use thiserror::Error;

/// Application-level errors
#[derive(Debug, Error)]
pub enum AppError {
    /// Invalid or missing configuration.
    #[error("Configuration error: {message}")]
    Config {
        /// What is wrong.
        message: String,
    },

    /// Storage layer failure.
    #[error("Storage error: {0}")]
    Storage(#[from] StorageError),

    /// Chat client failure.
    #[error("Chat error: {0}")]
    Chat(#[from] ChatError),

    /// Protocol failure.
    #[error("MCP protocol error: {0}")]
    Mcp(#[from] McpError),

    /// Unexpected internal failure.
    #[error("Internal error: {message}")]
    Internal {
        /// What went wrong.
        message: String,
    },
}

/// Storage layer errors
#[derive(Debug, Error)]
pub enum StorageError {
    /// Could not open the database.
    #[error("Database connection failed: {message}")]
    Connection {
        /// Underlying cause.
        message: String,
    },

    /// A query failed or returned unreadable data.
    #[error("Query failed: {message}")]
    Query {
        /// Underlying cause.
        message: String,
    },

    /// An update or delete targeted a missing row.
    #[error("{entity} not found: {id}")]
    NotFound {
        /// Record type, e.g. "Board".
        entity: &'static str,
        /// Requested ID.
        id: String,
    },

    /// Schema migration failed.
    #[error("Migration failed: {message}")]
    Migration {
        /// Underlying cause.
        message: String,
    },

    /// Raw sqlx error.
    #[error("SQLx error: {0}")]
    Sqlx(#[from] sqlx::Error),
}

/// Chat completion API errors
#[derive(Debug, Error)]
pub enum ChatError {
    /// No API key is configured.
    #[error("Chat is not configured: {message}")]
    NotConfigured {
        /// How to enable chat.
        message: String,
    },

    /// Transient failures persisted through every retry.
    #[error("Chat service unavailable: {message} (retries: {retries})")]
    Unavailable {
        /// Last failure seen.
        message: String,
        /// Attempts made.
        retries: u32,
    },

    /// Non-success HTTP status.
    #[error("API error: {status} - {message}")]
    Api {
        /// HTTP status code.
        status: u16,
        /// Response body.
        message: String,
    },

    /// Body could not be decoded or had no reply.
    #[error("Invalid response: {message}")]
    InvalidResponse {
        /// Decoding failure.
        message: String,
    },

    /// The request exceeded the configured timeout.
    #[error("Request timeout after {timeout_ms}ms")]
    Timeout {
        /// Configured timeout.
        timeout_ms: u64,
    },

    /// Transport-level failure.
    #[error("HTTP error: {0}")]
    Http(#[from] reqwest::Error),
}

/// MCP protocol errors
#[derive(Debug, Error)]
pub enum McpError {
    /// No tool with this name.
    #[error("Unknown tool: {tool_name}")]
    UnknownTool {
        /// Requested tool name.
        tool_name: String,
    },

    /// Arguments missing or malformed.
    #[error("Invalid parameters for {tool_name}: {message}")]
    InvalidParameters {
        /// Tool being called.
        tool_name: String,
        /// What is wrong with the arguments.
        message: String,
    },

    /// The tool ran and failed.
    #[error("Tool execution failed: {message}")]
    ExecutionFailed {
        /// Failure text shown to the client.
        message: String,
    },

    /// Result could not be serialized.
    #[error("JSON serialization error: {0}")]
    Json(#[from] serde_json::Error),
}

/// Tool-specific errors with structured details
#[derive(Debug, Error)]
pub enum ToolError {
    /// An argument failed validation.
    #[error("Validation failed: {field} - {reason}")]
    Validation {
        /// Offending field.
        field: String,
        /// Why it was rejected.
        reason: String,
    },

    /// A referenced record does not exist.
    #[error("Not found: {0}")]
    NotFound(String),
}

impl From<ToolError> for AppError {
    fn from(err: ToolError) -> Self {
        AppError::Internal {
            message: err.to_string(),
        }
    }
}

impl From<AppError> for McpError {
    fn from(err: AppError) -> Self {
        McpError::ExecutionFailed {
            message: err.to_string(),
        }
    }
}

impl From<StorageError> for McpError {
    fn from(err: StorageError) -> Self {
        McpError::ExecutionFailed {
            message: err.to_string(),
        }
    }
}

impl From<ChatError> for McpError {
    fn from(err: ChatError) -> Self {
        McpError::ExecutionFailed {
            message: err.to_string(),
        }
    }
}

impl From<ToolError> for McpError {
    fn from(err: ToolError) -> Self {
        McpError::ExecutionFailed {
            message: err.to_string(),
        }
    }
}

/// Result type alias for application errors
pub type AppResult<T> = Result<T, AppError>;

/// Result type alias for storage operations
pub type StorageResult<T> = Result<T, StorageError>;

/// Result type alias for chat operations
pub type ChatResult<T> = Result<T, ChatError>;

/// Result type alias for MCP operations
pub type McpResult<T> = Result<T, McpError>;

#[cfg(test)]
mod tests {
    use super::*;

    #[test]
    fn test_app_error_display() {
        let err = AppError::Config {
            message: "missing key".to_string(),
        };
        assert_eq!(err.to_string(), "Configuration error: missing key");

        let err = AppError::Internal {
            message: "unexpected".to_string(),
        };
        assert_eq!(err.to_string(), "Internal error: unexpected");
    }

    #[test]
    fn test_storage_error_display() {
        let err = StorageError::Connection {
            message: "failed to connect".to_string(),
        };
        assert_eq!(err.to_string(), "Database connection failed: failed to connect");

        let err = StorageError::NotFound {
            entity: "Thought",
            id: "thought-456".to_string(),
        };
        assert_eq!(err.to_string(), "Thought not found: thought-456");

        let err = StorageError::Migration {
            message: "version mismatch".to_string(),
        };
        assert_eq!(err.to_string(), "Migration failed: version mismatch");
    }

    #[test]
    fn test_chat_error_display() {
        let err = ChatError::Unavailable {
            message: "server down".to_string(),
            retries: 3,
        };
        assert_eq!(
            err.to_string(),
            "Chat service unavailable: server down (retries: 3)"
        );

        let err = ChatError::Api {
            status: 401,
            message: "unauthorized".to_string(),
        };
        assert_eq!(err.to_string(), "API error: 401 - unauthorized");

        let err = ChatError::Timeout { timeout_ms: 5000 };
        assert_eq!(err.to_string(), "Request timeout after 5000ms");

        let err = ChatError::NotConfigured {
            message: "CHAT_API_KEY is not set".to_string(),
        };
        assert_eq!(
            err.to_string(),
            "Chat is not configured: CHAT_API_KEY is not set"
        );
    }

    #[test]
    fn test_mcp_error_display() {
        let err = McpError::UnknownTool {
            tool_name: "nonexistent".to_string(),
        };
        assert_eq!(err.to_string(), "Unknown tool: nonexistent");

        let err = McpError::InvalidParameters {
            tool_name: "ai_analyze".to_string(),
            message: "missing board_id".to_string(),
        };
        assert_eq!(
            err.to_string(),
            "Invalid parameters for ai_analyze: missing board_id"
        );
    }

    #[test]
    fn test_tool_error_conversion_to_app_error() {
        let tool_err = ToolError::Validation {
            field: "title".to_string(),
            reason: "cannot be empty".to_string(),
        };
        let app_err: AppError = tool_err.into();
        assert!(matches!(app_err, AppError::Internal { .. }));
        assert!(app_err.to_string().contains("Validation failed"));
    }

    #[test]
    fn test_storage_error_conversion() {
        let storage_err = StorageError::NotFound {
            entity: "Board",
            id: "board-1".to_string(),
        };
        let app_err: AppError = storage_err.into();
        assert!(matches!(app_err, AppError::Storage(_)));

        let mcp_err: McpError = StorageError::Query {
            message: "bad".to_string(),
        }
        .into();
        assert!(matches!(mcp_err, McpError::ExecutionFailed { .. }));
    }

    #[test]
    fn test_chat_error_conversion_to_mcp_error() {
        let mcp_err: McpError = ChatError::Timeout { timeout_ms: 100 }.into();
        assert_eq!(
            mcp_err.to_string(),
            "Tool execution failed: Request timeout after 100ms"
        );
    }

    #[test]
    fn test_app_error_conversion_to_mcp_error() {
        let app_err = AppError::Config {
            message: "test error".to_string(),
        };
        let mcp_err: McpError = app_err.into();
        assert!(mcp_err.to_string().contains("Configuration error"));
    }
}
•••••
WHAT THE TASK ASKS
Reproduce exactly, and only, the part of the listing above that begins at the line with "pub type ChatResult<T>" and goes on through the line with "let err = ChatError::Unavailable".

RESPONSE BELOW
pub type ChatResult<T> = Result<T, ChatError>;

/// Result type alias for MCP operations
pub type McpResult<T> = Result<T, McpError>;

#[cfg(test)]
mod tests {
    use super::*;

    #[test]
    fn test_app_error_display() {
        let err = AppError::Config {
            message: "missing key".to_string(),
        };
        assert_eq!(err.to_string(), "Configuration error: missing key");

        let err = AppError::Internal {
            message: "unexpected".to_string(),
        };
        assert_eq!(err.to_string(), "Internal error: unexpected");
    }

    #[test]
    fn test_storage_error_display() {
        let err = StorageError::Connection {
            message: "failed to connect".to_string(),
        };
        assert_eq!(err.to_string(), "Database connection failed: failed to connect");

        let err = StorageError::NotFound {
            entity: "Thought",
            id: "thought-456".to_string(),
        };
        assert_eq!(err.to_string(), "Thought not found: thought-456");

        let err = StorageError::Migration {
            message: "version mismatch".to_string(),
        };
        assert_eq!(err.to_string(), "Migration failed: version mismatch");
    }

    #[test]
    fn test_chat_error_display() {
        let err = ChatError::Unavailable {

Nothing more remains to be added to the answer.